Predicting Experimental Heats of Formation via Deep Learning with Limited Experimental Data.
GuanYa YangWai Yuet ChiuJiang WuYi ZhouShuGuang ChenWeiJun ZhouJiaqi FanGuanHua ChenPublished in: The journal of physical chemistry. A (2022)
When it comes to predicting experimental values of molecular properties with deep learning, the key problem is the lack of sufficient experimental data for training. We propose a method that consists of pretraining a graph neural network that aims to reproduce first-principles quantum mechanical results, followed by fine-tuning of a fully connected neural network against experimental results.
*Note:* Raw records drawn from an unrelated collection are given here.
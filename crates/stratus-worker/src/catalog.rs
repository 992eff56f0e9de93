//! Functions compiled into the worker.
//!
//! The catalog is built once at startup. When the host loads a function,
//! its entry point (or name) is looked up here and the matching entry is
//! turned into a [`FunctionDefinition`].
//!
//! # Example
//!
//! ```ignore
//! let catalog = FunctionCatalog::new()
//!     .with(
//!         CatalogEntry::new("greet", handler_fn(greet))
//!             .trigger::<HttpRequestData>("req", "httpTrigger")
//!             .output::<String>("queue", "queue")
//!             .returns("http"),
//!     );
//! ```

use std::fmt;
use std::sync::Arc;

use stratus_proto::{
    BindingDirection, BindingInfo, FunctionLoadRequest, RetryOptions, RpcFunctionMetadata,
    RETURN_BINDING_NAME,
};
use tracing::debug;

use crate::definition::{BindingTarget, FunctionDefinition, FunctionParameter, ParameterRole};
use crate::error::WorkerError;
use crate::handler::FunctionInvoker;
use crate::output::{IntoWireValue, OutputBinding};

/// Language reported in function metadata.
pub const LANGUAGE: &str = "rust";

/// One function known to the worker.
#[derive(Clone)]
pub struct CatalogEntry {
    name: String,
    entry_point: String,
    parameters: Vec<FunctionParameter>,
    bindings: Vec<(String, BindingInfo)>,
    retry: Option<RetryOptions>,
    invoker: Arc<dyn FunctionInvoker>,
}

impl CatalogEntry {
    /// Creates an entry whose entry point is its name.
    pub fn new(name: impl Into<String>, invoker: Arc<dyn FunctionInvoker>) -> Self {
        let name = name.into();
        Self {
            entry_point: name.clone(),
            name,
            parameters: Vec::new(),
            bindings: Vec::new(),
            retry: None,
            invoker,
        }
    }

    /// Overrides the entry point.
    pub fn with_entry_point(mut self, entry_point: impl Into<String>) -> Self {
        self.entry_point = entry_point.into();
        self
    }

    /// Adds the trigger parameter.
    pub fn trigger<T: BindingTarget>(self, name: &str, binding_type: &str) -> Self {
        self.bound_parameter::<T>(name, binding_type, ParameterRole::Trigger, BindingDirection::In)
    }

    /// Adds an input binding parameter.
    pub fn input<T: BindingTarget>(self, name: &str, binding_type: &str) -> Self {
        self.bound_parameter::<T>(name, binding_type, ParameterRole::Input, BindingDirection::In)
    }

    /// Adds an output binding received by the handler as `OutputBinding<T>`.
    pub fn output<T>(self, name: &str, binding_type: &str) -> Self
    where
        T: IntoWireValue + Send + Sync + 'static,
    {
        self.bound_parameter::<OutputBinding<T>>(
            name,
            binding_type,
            ParameterRole::Output,
            BindingDirection::Out,
        )
    }

    /// Declares an output binding the handler fills through `Outputs`.
    pub fn output_binding(mut self, name: &str, binding_type: &str) -> Self {
        self.bindings
            .push((name.to_owned(), BindingInfo::new(binding_type, BindingDirection::Out)));
        self
    }

    /// Declares the `$return` binding receiving the handler's return value.
    pub fn returns(self, binding_type: &str) -> Self {
        self.output_binding(RETURN_BINDING_NAME, binding_type)
    }

    /// Adds a parameter supplied by the worker rather than a binding.
    pub fn context<T: BindingTarget>(mut self, name: &str) -> Self {
        self.parameters
            .push(FunctionParameter::of::<T>(name, ParameterRole::Context));
        self
    }

    /// Adds a parameter with an explicit descriptor and binding.
    pub fn parameter(mut self, parameter: FunctionParameter, binding: BindingInfo) -> Self {
        self.bindings.push((parameter.name.clone(), binding));
        self.parameters.push(parameter);
        self
    }

    /// Sets the retry policy reported to the host.
    pub fn with_retry(mut self, retry: RetryOptions) -> Self {
        self.retry = Some(retry);
        self
    }

    /// Returns the function name.
    pub fn name(&self) -> &str {
        &self.name
    }

    /// Returns the entry point.
    pub fn entry_point(&self) -> &str {
        &self.entry_point
    }

    /// Returns the declared bindings.
    pub fn bindings(&self) -> &[(String, BindingInfo)] {
        &self.bindings
    }

    fn bound_parameter<T: BindingTarget>(
        mut self,
        name: &str,
        binding_type: &str,
        role: ParameterRole,
        direction: BindingDirection,
    ) -> Self {
        self.bindings
            .push((name.to_owned(), BindingInfo::new(binding_type, direction)));
        self.parameters.push(FunctionParameter::of::<T>(name, role));
        self
    }

    /// Describes this entry for the host.
    pub fn to_metadata(
        &self,
        function_id: impl Into<String>,
        directory: &str,
    ) -> RpcFunctionMetadata {
        let raw_bindings = self
            .bindings
            .iter()
            .map(|(name, info)| {
                serde_json::json!({
                    "name": name,
                    "type": info.binding_type,
                    "direction": info.direction.as_str(),
                })
                .to_string()
            })
            .collect();

        RpcFunctionMetadata {
            function_id: function_id.into(),
            name: self.name.clone(),
            entry_point: self.entry_point.clone(),
            script_file: String::new(),
            directory: directory.to_owned(),
            language: LANGUAGE.to_owned(),
            bindings: self.bindings.clone(),
            raw_bindings,
            retry_options: self.retry.clone(),
            is_proxy: false,
        }
    }

    /// Builds the definition for a load request.
    ///
    /// Bindings sent by the host take precedence over the ones declared
    /// here. Every output parameter must name an output binding.
    pub fn instantiate(
        &self,
        request: &FunctionLoadRequest,
    ) -> Result<FunctionDefinition, WorkerError> {
        let metadata = &request.metadata;
        let bindings = if metadata.bindings.is_empty() {
            self.bindings.clone()
        } else {
            metadata.bindings.clone()
        };

        for parameter in &self.parameters {
            if parameter.role != ParameterRole::Output {
                continue;
            }
            let declared = bindings.iter().any(|(name, info)| {
                name.eq_ignore_ascii_case(&parameter.name) && info.direction.is_output()
            });
            if !declared {
                return Err(WorkerError::UndeclaredOutput {
                    function: self.name.clone(),
                    output: parameter.name.clone(),
                });
            }
        }

        let outputs = bindings
            .iter()
            .filter(|(_, info)| info.direction.is_output())
            .map(|(name, _)| name.clone())
            .collect();
        let name = if metadata.name.is_empty() {
            self.name.clone()
        } else {
            metadata.name.clone()
        };

        Ok(FunctionDefinition {
            id: request.function_id.clone(),
            name,
            entry_point: self.entry_point.clone(),
            parameters: self.parameters.clone(),
            bindings,
            outputs,
            retry: metadata.retry_options.clone().or_else(|| self.retry.clone()),
            invoker: Arc::clone(&self.invoker),
        })
    }
}

impl fmt::Debug for CatalogEntry {
    fn fmt(&self, f: &mut fmt::Formatter<'_>) -> fmt::Result {
        f.debug_struct("CatalogEntry")
            .field("name", &self.name)
            .field("entry_point", &self.entry_point)
            .field("parameters", &self.parameters)
            .field("bindings", &self.bindings)
            .finish_non_exhaustive()
    }
}

/// The set of functions this worker can load.
#[derive(Debug, Clone, Default)]
pub struct FunctionCatalog {
    entries: Vec<CatalogEntry>,
}

impl FunctionCatalog {
    /// Creates an empty catalog.
    pub fn new() -> Self {
        Self::default()
    }

    /// Adds an entry.
    pub fn with(mut self, entry: CatalogEntry) -> Self {
        self.register(entry);
        self
    }

    /// Adds an entry.
    pub fn register(&mut self, entry: CatalogEntry) {
        debug!(function = %entry.name, entry_point = %entry.entry_point, "Function registered");
        self.entries.push(entry);
    }

    /// Finds the entry for a load request: by entry point, then by name.
    pub fn resolve(&self, metadata: &RpcFunctionMetadata) -> Option<&CatalogEntry> {
        self.entries
            .iter()
            .find(|e| !metadata.entry_point.is_empty() && e.entry_point == metadata.entry_point)
            .or_else(|| {
                self.entries
                    .iter()
                    .find(|e| e.name.eq_ignore_ascii_case(&metadata.name))
            })
    }

    /// Builds the definition for a load request.
    pub fn instantiate(
        &self,
        request: &FunctionLoadRequest,
    ) -> Result<FunctionDefinition, WorkerError> {
        let entry = self.resolve(&request.metadata).ok_or_else(|| {
            let reference = if request.metadata.entry_point.is_empty() {
                request.metadata.name.clone()
            } else {
                request.metadata.entry_point.clone()
            };
            WorkerError::UnknownEntryPoint(reference)
        })?;
        entry.instantiate(request)
    }

    /// Iterates over the entries in registration order.
    pub fn iter(&self) -> impl Iterator<Item = &CatalogEntry> {
        self.entries.iter()
    }

    /// Returns the number of entries.
    pub fn len(&self) -> usize {
        self.entries.len()
    }

    /// Returns true if the catalog is empty.
    pub fn is_empty(&self) -> bool {
        self.entries.is_empty()
    }
}

#[cfg(test)]
mod tests {
    use super::*;
    use crate::handler::sync_handler_fn;
    use crate::triggers::HttpRequestData;

    fn greet() -> CatalogEntry {
        CatalogEntry::new("greet", sync_handler_fn(|_| ()))
            .with_entry_point("app::greet")
            .trigger::<HttpRequestData>("req", "httpTrigger")
            .output::<String>("queue", "queue")
            .returns("http")
    }

    fn load(metadata: RpcFunctionMetadata) -> FunctionLoadRequest {
        FunctionLoadRequest {
            function_id: "fn-1".into(),
            metadata,
        }
    }

    #[test]
    fn metadata_describes_bindings() {
        let metadata = greet().to_metadata("fn-1", "/app");

        assert_eq!(metadata.language, "rust");
        assert_eq!(metadata.entry_point, "app::greet");
        assert_eq!(metadata.bindings.len(), 3);
        assert!(metadata.binding("REQ").unwrap().is_trigger());
        assert!(metadata.raw_bindings[1].contains(r#""direction":"out""#));
        assert!(metadata.raw_bindings[2].contains("$return"));
    }

    #[test]
    fn resolves_by_entry_point_then_name() {
        let catalog = FunctionCatalog::new().with(greet());

        let by_entry = RpcFunctionMetadata {
            entry_point: "app::greet".into(),
            ..RpcFunctionMetadata::default()
        };
        assert!(catalog.resolve(&by_entry).is_some());

        let by_name = RpcFunctionMetadata {
            name: "Greet".into(),
            ..RpcFunctionMetadata::default()
        };
        assert!(catalog.resolve(&by_name).is_some());

        let unknown = RpcFunctionMetadata {
            entry_point: "app::other".into(),
            name: "other".into(),
            ..RpcFunctionMetadata::default()
        };
        let err = catalog.instantiate(&load(unknown)).unwrap_err();
        assert!(matches!(
            err,
            WorkerError::UnknownEntryPoint(reference) if reference == "app::other"
        ));
    }

    #[test]
    fn instantiate_collects_outputs_in_declaration_order() {
        let catalog = FunctionCatalog::new().with(greet());
        let definition = catalog
            .instantiate(&load(greet().to_metadata("fn-1", "/app")))
            .unwrap();

        assert_eq!(definition.id, "fn-1");
        assert_eq!(definition.outputs, vec!["queue".to_owned(), "$return".to_owned()]);
        assert!(definition.has_return_value());
        assert_eq!(definition.parameters.len(), 2);
    }

    #[test]
    fn output_parameter_requires_output_binding() {
        let catalog = FunctionCatalog::new().with(greet());
        let mut metadata = greet().to_metadata("fn-1", "/app");
        metadata.bindings = vec![(
            "req".into(),
            BindingInfo::new("httpTrigger", BindingDirection::In),
        )];

        let err = catalog.instantiate(&load(metadata)).unwrap_err();
        assert!(matches!(
            err,
            WorkerError::UndeclaredOutput { ref output, .. } if output == "queue"
        ));
    }
}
The combined pretraining and fine-tuning model is expected to yield molecular properties close to experimental accuracy. This is made possible because first-principles quantum mechanical methods are often qualitatively correct or semiquantitatively accurate; thus, a calibration of the calculation results against high-precision but limited experiment data can improve accuracy greatly. Moreover, the method is highly efficient, as first-principles quantum mechanical calculation is bypassed. To demonstrate this, we apply the combined model to determine the experimental heats of formation of organic molecules made of H, C, O, N, or F atoms (up to 30 atoms), where mere 405 experimental data are used. The overall mean absolute error is 1.8 kcal/mol for these molecules.